**DIRECTIONS FOR THIS TASK**
Lines with the string "CircuitGate" must each be copied from the listing.
#####
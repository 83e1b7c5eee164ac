use std::{sync::Arc, time::Duration};

use dashmap::DashMap;
use gsm_telemetry::{TelemetryLabels, record_counter};
use thiserror::Error;
use tokio::time::Instant;
use tracing::{debug, info, warn};

use crate::{BreakerConfig, CircuitState, EndpointHealth, EndpointKey, Outcome};

/// Returned by [`CircuitGate::allow`] when the endpoint is presumed unhealthy.
#[derive(Debug, Clone, PartialEq, Eq, Error)]
#[error("circuit open for {endpoint}")]
pub struct CircuitOpen {
    pub endpoint: EndpointKey,
    /// Time left until a probe will be let through, when known.
    pub retry_in: Option<Duration>,
}

/// Per-endpoint circuit breaker gate.
///
/// Health records live in a sharded map; every transition happens while the
/// entry for that endpoint is held, so unrelated endpoints never contend and
/// transitions for one endpoint are totally ordered. Cloning shares state.
#[derive(Clone)]
pub struct CircuitGate {
    inner: Arc<GateInner>,
}

struct GateInner {
    config: BreakerConfig,
    endpoints: DashMap<EndpointKey, EndpointHealth>,
}

/// Permission to make one call. Hand it back through
/// [`CircuitGate::record_outcome`]; a probe permit dropped without an outcome
/// frees the probe slot again.
#[must_use = "report the call outcome with CircuitGate::record_outcome"]
#[derive(Debug)]
pub struct Permit {
    key: EndpointKey,
    probe: bool,
    epoch: u64,
    settled: bool,
    gate: Arc<GateInner>,
}

impl Permit {
    pub fn endpoint(&self) -> &EndpointKey {
        &self.key
    }

    /// True when this permit is the single HalfOpen probe.
    pub fn is_probe(&self) -> bool {
        self.probe
    }
}

impl Drop for Permit {
    fn drop(&mut self) {
        if !self.settled && self.probe {
            self.gate.release_probe(&self.key, self.epoch);
        }
    }
}

impl std::fmt::Debug for GateInner {
    fn fmt(&self, f: &mut std::fmt::Formatter<'_>) -> std::fmt::Result {
        f.debug_struct("GateInner")
            .field("config", &self.config)
            .field("endpoints", &self.endpoints.len())
            .finish()
    }
}

impl CircuitGate {
    pub fn new(config: BreakerConfig) -> Self {
        Self {
            inner: Arc::new(GateInner {
                config,
                endpoints: DashMap::new(),
            }),
        }
    }

    pub fn config(&self) -> &BreakerConfig {
        &self.inner.config
    }

    /// Decides whether a call to `key` may be attempted.
    pub fn allow(&self, key: &EndpointKey) -> Result<Permit, CircuitOpen> {
        let now = Instant::now();
        let mut health = self
            .inner
            .endpoints
            .entry(key.clone())
            .or_insert_with(|| EndpointHealth::new(key.clone()));

        let probe = match health.state {
            CircuitState::Closed => false,
            CircuitState::Open => {
                let open_until = health.open_until.unwrap_or(now);
                if now < open_until {
                    return Err(CircuitOpen {
                        endpoint: key.clone(),
                        retry_in: Some(open_until - now),
                    });
                }
                transition(&mut health, CircuitState::HalfOpen);
                health.probe_in_flight = true;
                true
            }
            CircuitState::HalfOpen => {
                if health.probe_in_flight {
                    return Err(CircuitOpen {
                        endpoint: key.clone(),
                        retry_in: None,
                    });
                }
                health.probe_in_flight = true;
                true
            }
        };

        if probe {
            debug!(endpoint = %key, "issuing half-open probe permit");
        }
        Ok(Permit {
            key: key.clone(),
            probe,
            epoch: health.epoch,
            settled: false,
            gate: Arc::clone(&self.inner),
        })
    }

    /// Applies the outcome of the call made under `permit`.
    pub fn record_outcome(&self, mut permit: Permit, outcome: Outcome) {
        permit.settled = true;
        self.inner.apply(&permit, outcome, Instant::now());
    }

    /// Snapshot of the endpoint's health, if it has been seen.
    pub fn health(&self, key: &EndpointKey) -> Option<EndpointHealth> {
        self.inner.endpoints.get(key).map(|health| health.clone())
    }

    pub fn state(&self, key: &EndpointKey) -> CircuitState {
        self.health(key)
            .map(|health| health.state)
            .unwrap_or(CircuitState::Closed)
    }

    /// Forces an endpoint into `state` (admin tooling and tests).
    pub fn force_state(&self, key: &EndpointKey, state: CircuitState) {
        let now = Instant::now();
        let mut health = self
            .inner
            .endpoints
            .entry(key.clone())
            .or_insert_with(|| EndpointHealth::new(key.clone()));
        match state {
            CircuitState::Closed => close(&mut health),
            CircuitState::Open => {
                health.trips = health.trips.max(1);
                health.open_until = Some(now + self.inner.config.cooldown_for(health.trips));
                transition(&mut health, CircuitState::Open);
            }
            CircuitState::HalfOpen => {
                health.probe_in_flight = false;
                transition(&mut health, CircuitState::HalfOpen);
            }
        }
    }
}

impl GateInner {
    fn apply(&self, permit: &Permit, outcome: Outcome, now: Instant) {
        let Some(mut health) = self.endpoints.get_mut(&permit.key) else {
            return;
        };
        if health.epoch != permit.epoch {
            debug!(
                endpoint = %permit.key,
                outcome = outcome.as_str(),
                state = %health.state,
                "ignoring outcome of a permit issued before the last transition"
            );
            return;
        }

        match (health.state, outcome) {
            (CircuitState::Closed, Outcome::Success) => {
                health.consecutive_failures = 0;
            }
            (CircuitState::Closed, Outcome::TransientFailure) => {
                let window = self.config.failure_window();
                let stale = health
                    .last_failure_at
                    .is_some_and(|last| now.saturating_duration_since(last) > window);
                if stale {
                    health.consecutive_failures = 0;
                }
                health.consecutive_failures += 1;
                health.last_failure_at = Some(now);
                if health.consecutive_failures >= self.config.failure_threshold {
                    self.trip(&mut health, now);
                }
            }
            (CircuitState::HalfOpen, Outcome::Success) if permit.probe => {
                info!(endpoint = %permit.key, "probe succeeded, closing circuit");
                close(&mut health);
            }
            (CircuitState::HalfOpen, Outcome::TransientFailure) if permit.probe => {
                health.probe_in_flight = false;
                health.last_failure_at = Some(now);
                self.trip(&mut health, now);
            }
            (CircuitState::HalfOpen, Outcome::PermanentFailure) if permit.probe => {
                // The remote answered but rejected the request; let another
                // probe decide.
                health.probe_in_flight = false;
            }
            (_, Outcome::PermanentFailure) => {}
            (state, outcome) => {
                debug!(
                    endpoint = %permit.key,
                    %state,
                    outcome = outcome.as_str(),
                    "outcome does not affect circuit state"
                );
            }
        }
    }

    fn trip(&self, health: &mut EndpointHealth, now: Instant) {
        health.trips = health.trips.saturating_add(1);
        let cooldown = self.config.cooldown_for(health.trips);
        health.open_until = Some(now + cooldown);
        warn!(
            endpoint = %health.key,
            failures = health.consecutive_failures,
            trips = health.trips,
            cooldown_ms = cooldown.as_millis() as u64,
            "circuit opened"
        );
        transition(health, CircuitState::Open);
    }

    fn release_probe(&self, key: &EndpointKey, epoch: u64) {
        if let Some(mut health) = self.endpoints.get_mut(key) {
            if health.state == CircuitState::HalfOpen && health.epoch == epoch {
                debug!(endpoint = %key, "probe permit dropped without outcome");
                health.probe_in_flight = false;
            }
        }
    }
}

fn close(health: &mut EndpointHealth) {
    health.consecutive_failures = 0;
    health.trips = 0;
    health.open_until = None;
    health.probe_in_flight = false;
    transition(health, CircuitState::Closed);
}

fn transition(health: &mut EndpointHealth, to: CircuitState) {
    if health.state != to {
        if to == CircuitState::HalfOpen {
            info!(endpoint = %health.key, "circuit half-open, waiting for probe");
        }
        record_counter(
            "circuit_transition_total",
            1,
            &TelemetryLabels::endpoint(health.key.as_str())
                .with("from", health.state.as_str())
                .with("to", to.as_str()),
        );
    }
    health.state = to;
    health.epoch = health.epoch.wrapping_add(1);
}
use std::sync::{
    Arc,
    atomic::{AtomicU64, Ordering},
};

use dashmap::DashMap;
use futures::future::{BoxFuture, FutureExt, Shared};
use gsm_telemetry::{TelemetryLabels, record_counter};
use serde::{Deserialize, Serialize};
use time::{Duration, OffsetDateTime};
use tracing::{debug, instrument, warn};

use crate::{
    Credential, CredentialError, CredentialKey, ProviderId, RefreshError, SharedRefresher,
};

type RefreshOutcome = Result<Credential, CredentialError>;
type SharedRefresh = Shared<BoxFuture<'static, RefreshOutcome>>;

#[derive(Debug, Clone, PartialEq, Eq, Serialize, Deserialize)]
#[serde(default)]
pub struct CredentialCacheConfig {
    /// Credentials expiring within this many seconds are treated as stale.
    pub safety_margin_secs: u64,
}

impl Default for CredentialCacheConfig {
    fn default() -> Self {
        Self {
            safety_margin_secs: 60,
        }
    }
}

impl CredentialCacheConfig {
    pub fn safety_margin(&self) -> Duration {
        Duration::seconds(self.safety_margin_secs.min(i64::MAX as u64) as i64)
    }
}

/// Cache of access credentials with per-key single-flight refresh.
///
/// Cloning is cheap; clones share the same cache state.
#[derive(Clone)]
pub struct CredentialCache {
    inner: Arc<Inner>,
}

struct Inner {
    margin: Duration,
    refresher: SharedRefresher,
    slots: DashMap<CredentialKey, Slot>,
    next_refresh_id: AtomicU64,
}

#[derive(Default)]
struct Slot {
    cached: Option<Credential>,
    /// Set by `invalidate`; the credential is kept only so its refresh
    /// handle reaches the refresher.
    stale: bool,
    inflight: Option<InflightRefresh>,
}

struct InflightRefresh {
    id: u64,
    outcome: SharedRefresh,
}

impl CredentialCache {
    pub fn new(config: CredentialCacheConfig, refresher: SharedRefresher) -> Self {
        Self {
            inner: Arc::new(Inner {
                margin: config.safety_margin(),
                refresher,
                slots: DashMap::new(),
                next_refresh_id: AtomicU64::new(1),
            }),
        }
    }

    /// Returns a credential valid for longer than the safety margin.
    ///
    /// A fresh cached credential is returned without suspending. Otherwise the
    /// caller joins the in-flight refresh for the key, starting one if none is
    /// running, and receives its outcome.
    #[instrument(
        name = "credentials.acquire",
        skip_all,
        fields(provider = %provider, principal = %principal)
    )]
    pub async fn acquire(
        &self,
        provider: &ProviderId,
        principal: &str,
    ) -> Result<Credential, CredentialError> {
        let key = CredentialKey::new(provider.clone(), principal);
        let pending = {
            // The entry guard locks only this key's shard and is released
            // before awaiting.
            let mut slot = self.inner.slots.entry(key.clone()).or_default();
            let now = OffsetDateTime::now_utc();
            if let Some(cached) = slot
                .cached
                .as_ref()
                .filter(|cred| !slot.stale && cred.is_fresh_at(now, self.inner.margin))
            {
                return Ok(cached.clone());
            }
            match &slot.inflight {
                Some(inflight) => {
                    debug!(refresh_id = inflight.id, "joining in-flight credential refresh");
                    inflight.outcome.clone()
                }
                None => self.start_refresh(&key, &mut slot),
            }
        };
        pending.await
    }

    /// Marks the cached credential stale so the next `acquire` refreshes.
    /// Its refresh handle is still handed to the refresher; a refresh already
    /// in flight is left alone.
    pub fn invalidate(&self, provider: &ProviderId, principal: &str) {
        let key = CredentialKey::new(provider.clone(), principal);
        if let Some(mut slot) = self.inner.slots.get_mut(&key) {
            if slot.cached.is_some() && !slot.stale {
                slot.stale = true;
                debug!(key = %key, "cached credential invalidated");
            }
        }
    }

    /// Forgets everything about the key. The outcome of a refresh that is
    /// still running is delivered to its waiters but not cached.
    pub fn revoke(&self, provider: &ProviderId, principal: &str) {
        let key = CredentialKey::new(provider.clone(), principal);
        if self.inner.slots.remove(&key).is_some() {
            debug!(key = %key, "credential revoked");
        }
    }

    /// Seeds the cache with a credential obtained outside the refresher
    /// (for example right after an interactive OAuth consent).
    pub fn insert(&self, credential: Credential) {
        let mut slot = self.inner.slots.entry(credential.key()).or_default();
        slot.cached = Some(credential);
        slot.stale = false;
    }

    /// Peeks at the cached credential without checking expiry. Invalidated
    /// credentials are not returned.
    pub fn cached(&self, provider: &ProviderId, principal: &str) -> Option<Credential> {
        let key = CredentialKey::new(provider.clone(), principal);
        self.inner
            .slots
            .get(&key)
            .filter(|slot| !slot.stale)
            .and_then(|slot| slot.cached.clone())
    }

    pub fn safety_margin(&self) -> Duration {
        self.inner.margin
    }

    fn start_refresh(&self, key: &CredentialKey, slot: &mut Slot) -> SharedRefresh {
        let id = self.inner.next_refresh_id.fetch_add(1, Ordering::Relaxed);
        let current = slot.cached.clone();
        let inner = Arc::clone(&self.inner);
        let task_key = key.clone();
        // The refresh runs on its own task so an acquirer giving up does not
        // abort the exchange for everybody else.
        let handle = tokio::spawn(async move { inner.run_refresh(task_key, id, current).await });

        let key_label = key.to_string();
        let outcome = async move {
            match handle.await {
                Ok(outcome) => outcome,
                Err(err) => Err(CredentialError::RefreshUnavailable {
                    key: key_label,
                    reason: format!("refresh task failed: {err}"),
                }),
            }
        }
        .boxed()
        .shared();

        debug!(refresh_id = id, "starting credential refresh");
        slot.inflight = Some(InflightRefresh {
            id,
            outcome: outcome.clone(),
        });
        outcome
    }
}

impl Inner {
    async fn run_refresh(
        &self,
        key: CredentialKey,
        id: u64,
        current: Option<Credential>,
    ) -> RefreshOutcome {
        let key_label = key.to_string();
        let result = self
            .refresher
            .refresh(&key.provider, &key.principal, current.as_ref())
            .await
            .and_then(|cred| self.check_refreshed(cred));

        let outcome_label = match &result {
            Ok(_) => "ok",
            Err(RefreshError::Revoked(_)) => "revoked",
            Err(RefreshError::Unavailable(_)) => "unavailable",
        };
        record_counter(
            "credentials_refresh_total",
            1,
            &TelemetryLabels::provider(key.provider.as_str()).with("outcome", outcome_label),
        );

        // A revoke (or revoke then re-acquire) replaced this refresh; its
        // waiters still get the outcome but the slot is not touched.
        if let Some(mut slot) = self.slots.get_mut(&key) {
            if slot.inflight.as_ref().map(|inflight| inflight.id) == Some(id) {
                slot.inflight = None;
                if let Ok(cred) = &result {
                    slot.cached = Some(cred.clone());
                    slot.stale = false;
                }
            }
        }

        match result {
            Ok(cred) => {
                debug!(key = %key_label, expires_at = %cred.expires_at, "credential refreshed");
                Ok(cred)
            }
            Err(err) => {
                // Whatever was cached before stays cached.
                warn!(key = %key_label, error = %err, "credential refresh failed");
                Err(CredentialError::from_refresh(&key_label, err))
            }
        }
    }

    fn check_refreshed(&self, cred: Credential) -> Result<Credential, RefreshError> {
        if cred.is_fresh_at(OffsetDateTime::now_utc(), self.margin) {
            Ok(cred)
        } else {
            Err(RefreshError::Unavailable(format!(
                "refreshed credential expires at {} which is inside the safety margin",
                cred.expires_at
            )))
        }
    }
}
//! Thread reconciliation for inbound provider messages.
//!
//! Given an authenticated [`InboundEvent`], [`ThreadReconciler`] decides
//! whether it continues a known ticket, starts a new thread or repeats an
//! event that was already handled. The answer is advisory; ticket lifecycle
//! decisions stay with the caller.

mod error;
mod event;
mod lookup;
mod reconciler;
mod reference;

pub use error::ReconcileError;
pub use event::{InboundEvent, Reconciliation, TicketRef};
pub use gsm_idempotency::EventRef;
pub use lookup::{SharedTicketLookup, TicketLookup};
pub use reconciler::{ReconcilerConfig, ThreadReconciler};
pub use reference::ReferenceMatcher;
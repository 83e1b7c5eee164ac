use std::env;

pub const DEFAULT_FILTER: &str = "info";

#[derive(Debug, Clone)]
pub struct TelemetryConfig {
    pub service_name: String,
    pub json_logs: bool,
    pub default_filter: String,
}

impl TelemetryConfig {
    pub fn new(service_name: impl Into<String>) -> Self {
        Self {
            service_name: service_name.into(),
            json_logs: false,
            default_filter: DEFAULT_FILTER.to_string(),
        }
    }

    /// Reads `GSM_SERVICE_NAME`, `GSM_LOG_FORMAT` and `GSM_LOG_FILTER`.
    /// `RUST_LOG` still wins over the filter at subscriber install time.
    pub fn from_env(default_service_name: &str) -> Self {
        let service_name =
            env::var("GSM_SERVICE_NAME").unwrap_or_else(|_| default_service_name.to_string());
        let json_logs = env::var("GSM_LOG_FORMAT")
            .map(|v| parse_json_format(&v))
            .unwrap_or(false);
        let default_filter = env::var("GSM_LOG_FILTER")
            .ok()
            .filter(|v| !v.trim().is_empty())
            .unwrap_or_else(|| DEFAULT_FILTER.to_string());
        Self {
            service_name,
            json_logs,
            default_filter,
        }
    }
}

fn parse_json_format(value: &str) -> bool {
    matches!(value.trim().to_lowercase().as_str(), "json" | "structured")
}
use std::time::Duration;

use serde::{Deserialize, Serialize};

/// Circuit breaker configuration shared by all endpoints of a gate.
#[derive(Debug, Clone, PartialEq, Eq, Serialize, Deserialize)]
#[serde(default)]
pub struct BreakerConfig {
    /// Consecutive transient failures that open the circuit.
    pub failure_threshold: u32,
    /// A failure older than this restarts the consecutive count.
    pub failure_window_ms: u64,
    /// Cooldown after the first trip; doubles on every further trip.
    pub cooldown_base_ms: u64,
    /// Upper bound for the doubled cooldown.
    pub cooldown_cap_ms: u64,
}

impl Default for BreakerConfig {
    fn default() -> Self {
        Self {
            failure_threshold: 5,
            failure_window_ms: 60_000,
            cooldown_base_ms: 30_000,
            cooldown_cap_ms: 300_000,
        }
    }
}

impl BreakerConfig {
    pub fn failure_window(&self) -> Duration {
        Duration::from_millis(self.failure_window_ms)
    }

    /// Cooldown for the `trips`-th consecutive trip (1-based).
    pub fn cooldown_for(&self, trips: u32) -> Duration {
        let exponent = trips.saturating_sub(1).min(20);
        let base = self.cooldown_base_ms.saturating_mul(1u64 << exponent);
        Duration::from_millis(base.min(self.cooldown_cap_ms.max(self.cooldown_base_ms)))
    }
}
#####
**TASK OUTPUT**
/// Returned by [`CircuitGate::allow`] when the endpoint is presumed unhealthy.
pub struct CircuitGate {
/// [`CircuitGate::record_outcome`]; a probe permit dropped without an outcome
#[must_use = "report the call outcome with CircuitGate::record_outcome"]
impl CircuitGate {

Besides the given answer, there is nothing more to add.